To make it rain on command, an unchanging dream that lives on today

Manipulating clouds to induce rain or reduce hail: Against the background of global warming, many countries are increasing their interest in these techniques, with the risk of creating geopolitical tensions.

In Australia, the electric company Snowy Hydro is currently completing its traditional seeding campaign in the Snowy Mountains, the highest mountain range on the island continent.

Objective: increase snowfall using a silver iodide particle generator. Snowy Hydro will thus supply water reserves to produce more hydroelectricity, the company explained in an email to AFP.

Whether for agriculture, human consumption or electricity, the huge demands for water have been further exacerbated by global warming. According to UN data, 2.3 billion people already live in countries where water scarcity is a problem.

In such conditions, many countries are trying to change the time: India, Thailand, the United States, but also China. In 2020, Beijing issued a circular detailing its strategy: according to this document, China will have a developed weather modification system by 2025.

The United Arab Emirates is also working hard. The National Weather Center launched a research program to improve rain several years ago, with $1.5 million in grants for each selected research project.

International law

Since the rain nymph fables of antiquity, hopes of producing rain on demand have never dried up. From the late 1940s, the United States launched attempts, including for military purposes: during the Vietnam War, “Operation Popeye” launched by the US military consisted of seeding clouds in an attempt to slow down Ho Chi Minh’s troops. The effectiveness of the maneuver remains a matter of debate.

Since then, the techniques have fluctuated relatively little, although research is ongoing. They generally consist of the dispersion of particles – silver iodide, hygroscopic salt, etc. – in clouds, either by aircraft, or by ground-based generators or rockets. The mini-particles introduced into the cloud will then modify its structure and potentially cause it to settle.

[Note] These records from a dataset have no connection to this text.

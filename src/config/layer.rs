use std::{
    collections::BTreeMap,
    path::{Path, PathBuf},
};

use toml::Value;

use super::{ConfigError, ConfigValue};

/// Reserved key holding theme overrides.
pub const THEME_KEY: &str = "theme";
/// Reserved key inside `theme` holding deep-merged additions.
pub const EXTEND_KEY: &str = "extend";
/// Reserved key holding content globs.
pub const CONTENT_KEY: &str = "content";
/// Reserved key listing preset config files.
pub const PRESETS_KEY: &str = "presets";

/// One legacy configuration contribution to theme resolution.
///
/// Immutable once built. `base` scopes relative references (content globs,
/// presets) found inside this layer's values.
#[derive(Debug, Clone)]
pub struct ConfigLayer {
    config: ConfigValue,
    base: PathBuf,
    origin: Option<PathBuf>,
}

/// A glob declared in a layer's `content` section.
#[derive(Debug, Clone, PartialEq, Eq)]
pub struct ContentGlob {
    /// Glob pattern with any leading `!` removed
    pub pattern: String,
    /// Whether the glob was negated with a leading `!`
    pub negated: bool,
    /// Directory the pattern is relative to
    pub base: PathBuf,
}

impl ConfigLayer {
    /// Creates a layer from an already-built config value.
    pub fn new(config: ConfigValue, base: impl Into<PathBuf>) -> Self {
        Self {
            config,
            base: base.into(),
            origin: None,
        }
    }

    /// Creates a layer from a parsed TOML document.
    pub fn from_toml(value: Value, base: impl Into<PathBuf>) -> Self {
        Self::new(ConfigValue::from_toml(value), base)
    }

    /// Parses a TOML document into a layer.
    ///
    /// # Errors
    /// Returns `ConfigError::TomlParse` if the content is not valid TOML.
    pub fn from_toml_str(content: &str, base: impl Into<PathBuf>) -> Result<Self, ConfigError> {
        let value: Value = toml::from_str(content).map_err(|e| ConfigError::toml_parse(e, None))?;
        Ok(Self::from_toml(value, base))
    }

    pub(crate) fn with_origin(mut self, origin: &Path) -> Self {
        self.origin = Some(origin.to_path_buf());
        self
    }

    /// The raw config value of this layer.
    pub fn config(&self) -> &ConfigValue {
        &self.config
    }

    /// Base path relative references are resolved against.
    pub fn base(&self) -> &Path {
        &self.base
    }

    /// File this layer was loaded from, if any.
    pub fn origin(&self) -> Option<&Path> {
        self.origin.as_deref()
    }

    /// Returns the `theme` section, validating that the layer is well-formed.
    ///
    /// # Errors
    /// Returns `ConfigError::MalformedLayer` if the layer or its `theme`/`extend`
    /// sections are not mappings.
    pub fn theme_section(
        &self,
        index: usize,
    ) -> Result<Option<&BTreeMap<String, ConfigValue>>, ConfigError> {
        let malformed = |details: String| ConfigError::MalformedLayer {
            index,
            base: self.base.clone(),
            details,
        };

        let root = self.config.as_table().ok_or_else(|| {
            malformed(format!("expected a table, found {}", self.config.type_str()))
        })?;

        let Some(theme) = root.get(THEME_KEY) else {
            return Ok(None);
        };

        let theme = theme
            .as_table()
            .ok_or_else(|| malformed(format!("`theme` must be a table, found {}", theme.type_str())))?;

        if let Some(extend) = theme.get(EXTEND_KEY)
            && extend.as_table().is_none()
        {
            return Err(malformed(format!(
                "`theme.extend` must be a table, found {}",
                extend.type_str()
            )));
        }

        Ok(Some(theme))
    }

    /// Globs listed under `content`, either as an array or as `{ files = [...] }`.
    pub fn content_globs(&self) -> Vec<ContentGlob> {
        let Some(content) = self.config.get(CONTENT_KEY) else {
            return Vec::new();
        };

        let files = match content {
            ConfigValue::Literal(Value::Array(files)) => Some(files),
            ConfigValue::Table(table) => match table.get("files") {
                Some(ConfigValue::Literal(Value::Array(files))) => Some(files),
                _ => None,
            },
            _ => None,
        };

        files
            .into_iter()
            .flatten()
            .filter_map(Value::as_str)
            .map(|glob| match glob.strip_prefix('!') {
                Some(pattern) => ContentGlob {
                    pattern: pattern.to_string(),
                    negated: true,
                    base: self.base.clone(),
                },
                None => ContentGlob {
                    pattern: glob.to_string(),
                    negated: false,
                    base: self.base.clone(),
                },
            })
            .collect()
    }

    /// Relative paths listed under `presets`.
    pub fn presets(&self) -> Vec<String> {
        match self.config.get(PRESETS_KEY) {
            Some(ConfigValue::Literal(Value::Array(presets))) => presets
                .iter()
                .filter_map(Value::as_str)
                .map(str::to_owned)
                .collect(),
            _ => Vec::new(),
        }
    }
}

/// The ordered list of config layers feeding theme resolution.
#[derive(Debug, Clone, Default)]
pub struct LayerStack {
    layers: Vec<ConfigLayer>,
}

impl LayerStack {
    /// Creates an empty stack.
    pub fn new() -> Self {
        Self::default()
    }

    /// Appends a layer; later layers take precedence.
    pub fn push(&mut self, layer: ConfigLayer) {
        self.layers.push(layer);
    }

    /// Layers in resolution order.
    pub fn layers(&self) -> &[ConfigLayer] {
        &self.layers
    }

    /// Number of layers.
    pub fn len(&self) -> usize {
        self.layers.len()
    }

    /// Whether the stack has no layers.
    pub fn is_empty(&self) -> bool {
        self.layers.is_empty()
    }

    /// Every content glob across all layers, in layer order.
    pub fn content_globs(&self) -> Vec<ContentGlob> {
        self.layers.iter().flat_map(ConfigLayer::content_globs).collect()
    }

    /// Files the layers were loaded from, de-duplicated, in layer order.
    pub fn origins(&self) -> Vec<PathBuf> {
        let mut origins: Vec<PathBuf> = Vec::new();
        for origin in self.layers.iter().filter_map(ConfigLayer::origin) {
            if !origins.iter().any(|o| o == origin) {
                origins.push(origin.to_path_buf());
            }
        }
        origins
    }
}

impl FromIterator<ConfigLayer> for LayerStack {
    fn from_iter<T: IntoIterator<Item = ConfigLayer>>(iter: T) -> Self {
        Self {
            layers: iter.into_iter().collect(),
        }
    }
}

impl Extend<ConfigLayer> for LayerStack {
    fn extend<T: IntoIterator<Item = ConfigLayer>>(&mut self, iter: T) {
        self.layers.extend(iter);
    }
}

But sowing has pitfalls. Especially since it is difficult to assess the actual effectiveness of the techniques. In France, the National Association for the Study and Combat of Atmospheric Pests (Anelfa), founded at the turn of the 1950s, practices this technique to try to reduce hail that damages agricultural crops. “Effectiveness is still difficult to assess because there is great variability in this natural phenomenon,” admits Claude Berthet, its director.

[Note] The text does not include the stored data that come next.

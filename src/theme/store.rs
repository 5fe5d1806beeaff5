use indexmap::IndexMap;
use toml::{Table, Value};

use super::namespace::{insert_nested, key_path, split_variable};

const INITIAL: &str = "initial";

/// Ordered, flat store of design tokens keyed by custom-property name.
///
/// Keys look like `--color-red-500`. Re-adding a key updates its value in
/// place without moving it. `--color-*: initial` removes every token in the
/// `color` namespace and `--*: initial` empties the store.
#[derive(Debug, Clone, Default, PartialEq, Eq)]
pub struct ThemeStore {
    entries: IndexMap<String, String>,
}

impl ThemeStore {
    /// Creates an empty store.
    pub fn new() -> Self {
        Self::default()
    }

    /// Adds or updates a token, honoring namespace resets.
    pub fn add(&mut self, name: impl Into<String>, value: impl Into<String>) {
        let name = name.into();
        let value = value.into();

        if value.trim() == INITIAL {
            if name == "--*" {
                self.entries.clear();
                return;
            }
            if let Some(namespace) = name
                .strip_suffix("-*")
                .and_then(|n| n.strip_prefix("--"))
            {
                self.clear_namespace(namespace);
                return;
            }
        }

        self.entries.insert(name, value);
    }

    /// Removes every token belonging to `namespace`.
    pub fn clear_namespace(&mut self, namespace: &str) {
        self.entries
            .retain(|key, _| split_variable(key).is_none_or(|(ns, _)| ns != namespace));
    }

    /// Looks up a token by its exact name.
    pub fn get(&self, name: &str) -> Option<&str> {
        self.entries.get(name).map(String::as_str)
    }

    /// Tokens in insertion order.
    pub fn entries(&self) -> impl Iterator<Item = (&str, &str)> {
        self.entries.iter().map(|(k, v)| (k.as_str(), v.as_str()))
    }

    /// Number of tokens.
    pub fn len(&self) -> usize {
        self.entries.len()
    }

    /// Whether the store holds no tokens.
    pub fn is_empty(&self) -> bool {
        self.entries.is_empty()
    }

    /// Distinct namespaces in order of first appearance.
    pub fn namespaces(&self) -> Vec<&str> {
        let mut namespaces: Vec<&str> = Vec::new();
        for (namespace, _) in self.entries.keys().filter_map(|k| split_variable(k)) {
            if !namespaces.contains(&namespace) {
                namespaces.push(namespace);
            }
        }
        namespaces
    }

    /// Rebuilds the nested mapping for one namespace.
    ///
    /// Returns `None` when the namespace has no tokens.
    pub fn namespace(&self, namespace: &str) -> Option<Table> {
        let mut table = Table::new();
        let mut found = false;

        for (key, value) in &self.entries {
            let Some((ns, remainder)) = split_variable(key) else {
                continue;
            };
            if ns != namespace {
                continue;
            }
            found = true;
            insert_nested(&mut table, &key_path(remainder), Value::String(value.clone()));
        }

        found.then_some(table)
    }
}

impl<N: Into<String>, V: Into<String>> FromIterator<(N, V)> for ThemeStore {
    fn from_iter<T: IntoIterator<Item = (N, V)>>(iter: T) -> Self {
        let mut store = ThemeStore::new();
        for (name, value) in iter {
            store.add(name, value);
        }
        store
    }
}
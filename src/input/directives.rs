use std::sync::LazyLock;

use regex::Regex;

use crate::core::builtin_regex;

static ENGINE_IMPORT: LazyLock<Option<Regex>> = LazyLock::new(|| {
    builtin_regex(
        "engine import",
        r#"(?m)(?:^|;)\s*@import\s+(?:url\(\s*)?['"]windsmith(?:/[A-Za-z0-9_.\-/]*)?['"]"#,
    )
});

/// A `@theme { ... }` block located in a stylesheet.
#[derive(Debug, Clone, Copy, PartialEq, Eq)]
pub(super) struct ThemeBlock<'a> {
    /// Byte offset of `@theme`
    pub start: usize,
    /// Byte offset just past the closing brace
    pub end: usize,
    /// Text between the braces
    pub body: &'a str,
}

/// A single-statement at-rule such as `@source "../lib";`.
#[derive(Debug, Clone, PartialEq, Eq)]
pub(super) enum LineDirective {
    EngineImport,
    Import { target: String, statement: String },
    Source { pattern: String, negated: bool },
    Config(String),
}

pub(super) fn imports_engine(css: &str) -> bool {
    ENGINE_IMPORT
        .as_ref()
        .is_some_and(|re| re.is_match(&without_comments(css)))
}

/// Removes `/* ... */` comments that are not inside a string.
pub(super) fn without_comments(css: &str) -> String {
    let mut out = String::with_capacity(css.len());
    let mut in_string: Option<char> = None;
    let mut escaped = false;
    let mut chars = css.chars().peekable();

    while let Some(ch) = chars.next() {
        if let Some(quote) = in_string {
            out.push(ch);
            if escaped {
                escaped = false;
            } else if ch == '\\' {
                escaped = true;
            } else if ch == quote {
                in_string = None;
            }
            continue;
        }

        match ch {
            '/' if chars.peek() == Some(&'*') => {
                chars.next();
                let mut previous = '\0';
                for inner in chars.by_ref() {
                    if previous == '*' && inner == '/' {
                        break;
                    }
                    previous = inner;
                }
            }
            '"' | '\'' => {
                in_string = Some(ch);
                out.push(ch);
            }
            _ => out.push(ch),
        }
    }

    out
}

/// Splits a line after every `;` that ends a top-level statement.
///
/// Semicolons inside strings, parentheses or blocks do not split, so
/// `@import "a"; .b { color: red; }` yields the import and the rule.
pub(super) fn statements(line: &str) -> Vec<&str> {
    let mut parts = Vec::new();
    let mut depth = 0usize;
    let mut in_string: Option<char> = None;
    let mut escaped = false;
    let mut start = 0usize;

    for (idx, ch) in line.char_indices() {
        if let Some(quote) = in_string {
            if escaped {
                escaped = false;
            } else if ch == '\\' {
                escaped = true;
            } else if ch == quote {
                in_string = None;
            }
            continue;
        }

        match ch {
            '"' | '\'' => in_string = Some(ch),
            '{' | '(' => depth += 1,
            '}' | ')' => depth = depth.saturating_sub(1),
            ';' if depth == 0 => {
                parts.push(&line[start..=idx]);
                start = idx + 1;
            }
            _ => {}
        }
    }
    if start < line.len() {
        parts.push(&line[start..]);
    }

    parts
}

/// Finds top-level `@theme` blocks, skipping nested or commented occurrences.
pub(super) fn theme_blocks(css: &str) -> Vec<ThemeBlock<'_>> {
    let mut blocks = Vec::new();
    let mut cursor = 0usize;

    while let Some(rel_start) = css[cursor..].find("@theme") {
        let start = cursor + rel_start;
        if !is_top_level(css, start) {
            cursor = start + "@theme".len();
            continue;
        }
        let Some(open_rel) = css[start..].find('{') else {
            break;
        };
        let open = start + open_rel;
        let Some(close) = matching_brace(css, open) else {
            break;
        };
        blocks.push(ThemeBlock {
            start,
            end: close + 1,
            body: &css[open + 1..close],
        });
        cursor = close + 1;
    }

    blocks
}

/// Splits a `@theme` body into `--name: value` declarations, in order.
pub(super) fn declarations(body: &str) -> Vec<(&str, &str)> {
    let mut declarations = Vec::new();
    let mut depth = 0usize;
    let mut segment_start = 0usize;

    for (idx, ch) in body.char_indices() {
        match ch {
            '{' | '(' => depth += 1,
            '}' | ')' => depth = depth.saturating_sub(1),
            ';' if depth == 0 => {
                push_declaration(&body[segment_start..idx], &mut declarations);
                segment_start = idx + 1;
            }
            _ => {}
        }
    }
    push_declaration(&body[segment_start..], &mut declarations);

    declarations
}

fn push_declaration<'a>(segment: &'a str, declarations: &mut Vec<(&'a str, &'a str)>) {
    let segment = strip_comments(segment.trim());
    let Some((name, value)) = segment.split_once(':') else {
        return;
    };
    let name = name.trim();
    let value = value.trim();
    if name.starts_with("--") && !value.is_empty() {
        declarations.push((name, value));
    }
}

fn strip_comments(segment: &str) -> &str {
    let mut segment = segment;
    while let Some(rest) = segment.strip_prefix("/*") {
        match rest.find("*/") {
            Some(end) => segment = rest[end + 2..].trim_start(),
            None => return "",
        }
    }
    segment
}

/// Recognizes the one-line directives the engine consumes.
pub(super) fn line_directive(line: &str) -> Option<LineDirective> {
    let trimmed = line.trim();

    if let Some(raw) = trimmed.strip_prefix("@import") {
        if imports_engine(trimmed) {
            return Some(LineDirective::EngineImport);
        }
        return import_target(raw).map(|target| LineDirective::Import {
            target,
            statement: trimmed.to_string(),
        });
    }

    if let Some(raw) = trimmed.strip_prefix("@source") {
        let raw = raw.trim().trim_end_matches(';').trim();
        let (raw, negated) = match raw.strip_prefix("not ") {
            Some(rest) => (rest.trim(), true),
            None => (raw, false),
        };
        return quoted_literal(raw).map(|pattern| LineDirective::Source { pattern, negated });
    }

    if let Some(raw) = trimmed.strip_prefix("@config") {
        let raw = raw.trim().trim_end_matches(';');
        return quoted_literal(raw).map(LineDirective::Config);
    }

    None
}

/// The URL of an `@import`, written either quoted or as `url(...)`.
fn import_target(raw: &str) -> Option<String> {
    let raw = raw.trim_start();
    if let Some(inner) = raw.strip_prefix("url(") {
        let inner = inner[..inner.find(')')?].trim();
        return Some(quoted_literal(inner).unwrap_or_else(|| inner.to_string()));
    }

    let quote = raw.chars().next().filter(|c| *c == '"' || *c == '\'')?;
    let rest = &raw[1..];
    Some(rest[..rest.find(quote)?].to_string())
}

/// Whether an import target names a file on disk rather than a URL.
pub(super) fn is_local_target(target: &str) -> bool {
    !(target.is_empty()
        || target.contains("://")
        || target.starts_with("//")
        || target.starts_with("data:"))
}

fn quoted_literal(input: &str) -> Option<String> {
    let trimmed = input.trim();
    if trimmed.len() < 2 {
        return None;
    }
    let quote = trimmed.chars().next()?;
    if (quote != '"' && quote != '\'') || !trimmed.ends_with(quote) {
        return None;
    }
    Some(trimmed[1..trimmed.len() - 1].to_string())
}

fn is_top_level(css: &str, target: usize) -> bool {
    let mut depth = 0usize;
    let mut in_comment = false;
    let mut in_string: Option<char> = None;
    let mut escaped = false;
    let mut chars = css.char_indices().peekable();

    while let Some((idx, ch)) = chars.next() {
        if idx >= target {
            break;
        }

        if in_comment {
            if ch == '*' && matches!(chars.peek(), Some((_, '/'))) {
                chars.next();
                in_comment = false;
            }
            continue;
        }

        if let Some(quote) = in_string {
            if escaped {
                escaped = false;
            } else if ch == '\\' {
                escaped = true;
            } else if ch == quote {
                in_string = None;
            }
            continue;
        }

        match ch {
            '/' if matches!(chars.peek(), Some((_, '*'))) => {
                chars.next();
                in_comment = true;
            }
            '"' | '\'' => in_string = Some(ch),
            '{' => depth += 1,
            '}' => depth = depth.saturating_sub(1),
            _ => {}
        }
    }

    depth == 0 && !in_comment && in_string.is_none()
}

fn matching_brace(css: &str, open: usize) -> Option<usize> {
    let mut depth = 0usize;
    let mut in_comment = false;
    let mut chars = css[open..].char_indices().peekable();

    while let Some((rel, ch)) = chars.next() {
        if in_comment {
            if ch == '*' && matches!(chars.peek(), Some((_, '/'))) {
                chars.next();
                in_comment = false;
            }
            continue;
        }

        match ch {
            '/' if matches!(chars.peek(), Some((_, '*'))) => {
                chars.next();
                in_comment = true;
            }
            '{' => depth += 1,
            '}' => {
                depth = depth.saturating_sub(1);
                if depth == 0 {
                    return Some(open + rel);
                }
            }
            _ => {}
        }
    }

    None
}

“But our readings show a correlation between the areas that received silver iodide and those that received the least amount of hail.” Snowy Hydro, for its part, is talking about 14% more snow in the Snowy Mountains during the seeding campaigns.

This is only part of the problem. “The main idea in the context of climate change is that we are moving towards scarcity of water resources, which will produce more and more conflicts over these resources,” warns Marine de Guglielmo Weber, a researcher at the Institute for International and Strategic Relations, who devoted his thesis to the topic.

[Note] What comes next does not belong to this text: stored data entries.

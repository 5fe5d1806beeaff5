use std::{fmt, path::PathBuf};

use regex::Regex;
use thiserror::Error;
use tracing::error;

use crate::config::ConfigError;

/// Error types for windsmith.
///
/// Everything that can go wrong between reading a root stylesheet and
/// delivering generated CSS. Whether an error aborts the session depends on
/// the [`BuildMode`]; see [`WindsmithError::is_fatal_for`].
#[derive(Error, Debug)]
pub enum WindsmithError {
    /// Theme or config layer resolution failed
    #[error(transparent)]
    Config(#[from] ConfigError),

    /// A source file could not be read or tokenized
    #[error("failed to extract candidates from '{path}': {details}")]
    Extraction {
        /// File being extracted
        path: PathBuf,
        /// Extraction error details
        details: String,
    },

    /// The generator failed to produce a stylesheet
    #[error("stylesheet generation failed: {details}")]
    Generation {
        /// Generator error details
        details: String,
    },

    /// A path could not be watched
    #[error("failed to watch '{path}': {details}")]
    Watch {
        /// Path that could not be watched
        path: PathBuf,
        /// Watcher error details
        details: String,
    },

    /// A source glob could not be compiled
    #[error("invalid source glob '{pattern}': {details}")]
    InvalidGlob {
        /// The offending pattern
        pattern: String,
        /// Glob compilation error details
        details: String,
    },

    /// Standard I/O operation error
    #[error("IO error: {0}")]
    Io(#[from] std::io::Error),

    /// The session driver has shut down
    #[error("build session is closed")]
    SessionClosed,
}

/// A specialized `Result` type for windsmith operations.
pub type Result<T> = std::result::Result<T, WindsmithError>;

/// How a build session delivers its output.
#[derive(Debug, Clone, Copy, PartialEq, Eq, Hash)]
pub enum BuildMode {
    /// Build once and exit
    Build,
    /// Build, then rebuild whenever sources change
    Watch,
    /// Serve stylesheets per request for a dev server
    Dev,
}

impl fmt::Display for BuildMode {
    fn fmt(&self, f: &mut fmt::Formatter<'_>) -> fmt::Result {
        match self {
            BuildMode::Build => write!(f, "build"),
            BuildMode::Watch => write!(f, "watch"),
            BuildMode::Dev => write!(f, "dev"),
        }
    }
}

impl WindsmithError {
    /// Whether this error must abort a session running in `mode`.
    ///
    /// Only config errors are fatal, and only for one-shot builds. Watch and
    /// dev sessions report everything as a diagnostic and keep running.
    pub fn is_fatal_for(&self, mode: BuildMode) -> bool {
        matches!(self, WindsmithError::Config(_)) && mode == BuildMode::Build
    }

    /// Creates an extraction error for `path`.
    pub fn extraction(path: impl Into<PathBuf>, error: impl fmt::Display) -> Self {
        WindsmithError::Extraction {
            path: path.into(),
            details: error.to_string(),
        }
    }

    /// Creates a watch error for `path`.
    pub fn watch(path: impl Into<PathBuf>, error: impl fmt::Display) -> Self {
        WindsmithError::Watch {
            path: path.into(),
            details: error.to_string(),
        }
    }
}

/// Compiles one of the crate's built-in patterns.
///
/// A pattern that fails to compile is logged at `error` and yields `None`;
/// callers then behave as if nothing matched.
pub(crate) fn builtin_regex(name: &'static str, pattern: &str) -> Option<Regex> {
    match Regex::new(pattern) {
        Ok(regex) => Some(regex),
        Err(err) => {
            error!(pattern = name, error = %err, "Built-in pattern failed to compile");
            None
        }
    }
}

In this context, “techniques that are presented as being able to force a cloud to settle when it would otherwise take hours will become increasingly suitable for conflict.” In 2018, a senior Iranian official, for example, accused Israel of stealing Iran’s clouds.

However, laments author and former lawyer Mathieu Simonet, who just published a story on the subject, there is no international cloud law. “Clouds correspond to the commons, so we need common rules to share them,” he argues.

“Above all, these common rules must not be determined by the geographical position in which we are: clouds circulate everywhere. Likewise, they must not be determined by the technical capabilities and wealth of this or that country.”

Meanwhile, the author scours France to campaign for International Cloud Day.